▶ [WHAT YOU ARE ASKED TO DO]:
Which lines of the entries below include "configuration"? List them all.

Stored items:
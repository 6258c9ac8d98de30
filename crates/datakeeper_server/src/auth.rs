//! Owner tokens.
//!
//! Tokens are HMAC-SHA256 signed and carry the owner identity plus an
//! issue timestamp for expiration checking.
//!
//! ## Token Format
//!
//! Tokens are composed of:
//! - 8 bytes: timestamp (Unix millis, big-endian)
//! - n bytes: owner identity (UTF-8)
//! - 32 bytes: HMAC-SHA256 signature over the preceding bytes
//!
//! The whole token is hex-encoded for transport.

use crate::error::{ServerError, ServerResult};
use datakeeper_core::CallContext;
use hmac::{Hmac, Mac};
use sha2::Sha256;
use std::time::{Duration, SystemTime, UNIX_EPOCH};

type HmacSha256 = Hmac<Sha256>;

const TIMESTAMP_LEN: usize = 8;
const SIGNATURE_LEN: usize = 32;

/// Authentication configuration.
#[derive(Debug, Clone)]
pub struct AuthConfig {
    /// Secret key for HMAC.
    pub secret: Vec<u8>,
    /// Token expiration duration.
    pub token_expiry: Duration,
}

impl AuthConfig {
    /// Creates a new auth configuration.
    pub fn new(secret: Vec<u8>) -> Self {
        Self {
            secret,
            token_expiry: Duration::from_secs(24 * 60 * 60), // 24 hours
        }
    }

    /// Sets the token expiration duration.
    pub fn with_expiry(mut self, expiry: Duration) -> Self {
        self.token_expiry = expiry;
        self
    }
}

/// Issues and checks owner tokens.
#[derive(Clone)]
pub struct TokenValidator {
    config: AuthConfig,
}

impl TokenValidator {
    /// Creates a new token validator.
    pub fn new(config: AuthConfig) -> Self {
        Self { config }
    }

    /// Creates a token for `owner`.
    pub fn create_token(&self, owner: &str) -> ServerResult<String> {
        self.create_token_at(owner, now_millis())
    }

    fn create_token_at(&self, owner: &str, timestamp: u64) -> ServerResult<String> {
        let mut data = Vec::with_capacity(TIMESTAMP_LEN + owner.len() + SIGNATURE_LEN);
        data.extend_from_slice(&timestamp.to_be_bytes());
        data.extend_from_slice(owner.as_bytes());

        let signature = self.sign(&data)?;
        data.extend_from_slice(&signature);
        Ok(hex::encode(data))
    }

    /// Validates a token and returns the owner it was issued to.
    pub fn validate_token(&self, token: &str) -> ServerResult<String> {
        let raw = hex::decode(token)
            .map_err(|_| ServerError::NotAuthorized("Malformed token".into()))?;
        if raw.len() <= TIMESTAMP_LEN + SIGNATURE_LEN {
            return Err(ServerError::NotAuthorized("Invalid token length".into()));
        }

        let (data, signature) = raw.split_at(raw.len() - SIGNATURE_LEN);
        self.verify(data, signature)?;

        let (timestamp_bytes, owner) = data.split_at(TIMESTAMP_LEN);
        let mut timestamp = [0u8; TIMESTAMP_LEN];
        timestamp.copy_from_slice(timestamp_bytes);
        let timestamp = u64::from_be_bytes(timestamp);

        let expiry_millis = self.config.token_expiry.as_millis() as u64;
        if now_millis() > timestamp.saturating_add(expiry_millis) {
            return Err(ServerError::NotAuthorized("Token expired".into()));
        }

        String::from_utf8(owner.to_vec())
            .map_err(|_| ServerError::NotAuthorized("Malformed owner".into()))
    }

    /// Validates a token and builds the call context for its owner.
    pub fn authenticate(&self, token: Option<&str>) -> ServerResult<CallContext> {
        let token = token.ok_or_else(|| ServerError::NotAuthorized("Missing token".into()))?;
        Ok(CallContext::for_owner(self.validate_token(token)?))
    }

    fn mac(&self) -> ServerResult<HmacSha256> {
        HmacSha256::new_from_slice(&self.config.secret)
            .map_err(|e| ServerError::Internal(format!("token key: {e}")))
    }

    /// Signs data with HMAC-SHA256.
    fn sign(&self, data: &[u8]) -> ServerResult<[u8; SIGNATURE_LEN]> {
        let mut mac = self.mac()?;
        mac.update(data);
        Ok(mac.finalize().into_bytes().into())
    }

    fn verify(&self, data: &[u8], signature: &[u8]) -> ServerResult<()> {
        let mut mac = self.mac()?;
        mac.update(data);
        mac.verify_slice(signature)
            .map_err(|_| ServerError::NotAuthorized("Invalid signature".into()))
    }
}

fn now_millis() -> u64 {
    SystemTime::now()
        .duration_since(UNIX_EPOCH)
        .unwrap_or_default()
        .as_millis() as u64
}

#[cfg(test)]
mod tests {
    use super::*;

    fn validator() -> TokenValidator {
        TokenValidator::new(AuthConfig::new(b"test-secret-key-32-bytes-long!!".to_vec()))
    }

    #[test]
    fn create_and_validate_token() {
        let validator = validator();
        let token = validator.create_token("bob@example.com").unwrap();
        assert_eq!(validator.validate_token(&token).unwrap(), "bob@example.com");
    }

    #[test]
    fn authenticate_builds_context() {
        let validator = validator();
        let token = validator.create_token("bob").unwrap();
        let ctx = validator.authenticate(Some(&token)).unwrap();
        assert_eq!(ctx.owner(), Some("bob"));
        assert!(validator.authenticate(None).is_err());
    }

    #[test]
    fn reject_tampered_token() {
        let validator = validator();
        let mut raw = hex::decode(validator.create_token("bob").unwrap()).unwrap();
        raw[TIMESTAMP_LEN] = b'r'; // "rob"

        assert!(validator.validate_token(&hex::encode(raw)).is_err());
    }

    #[test]
    fn reject_other_secret() {
        let token = validator().create_token("bob").unwrap();
        let other = TokenValidator::new(AuthConfig::new(b"another-secret".to_vec()));
        assert!(other.validate_token(&token).is_err());
    }

    #[test]
    fn reject_garbage() {
        let validator = validator();
        assert!(validator.validate_token("zz").is_err());
        assert!(validator.validate_token("00ff").is_err());
        assert!(validator.validate_token("").is_err());
    }

    #[test]
    fn reject_expired_token() {
        let validator = TokenValidator::new(
            AuthConfig::new(b"test-secret-key-32-bytes-long!!".to_vec())
                .with_expiry(Duration::from_secs(60)),
        );
        let issued = now_millis() - 61_000;
        let token = validator.create_token_at("bob", issued).unwrap();

        let err = validator.validate_token(&token).unwrap_err();
        assert!(err.to_string().contains("expired"));
    }
}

▶ [EXERCISE RESPONSE]:
/// Authentication configuration.
    /// Creates a new auth configuration.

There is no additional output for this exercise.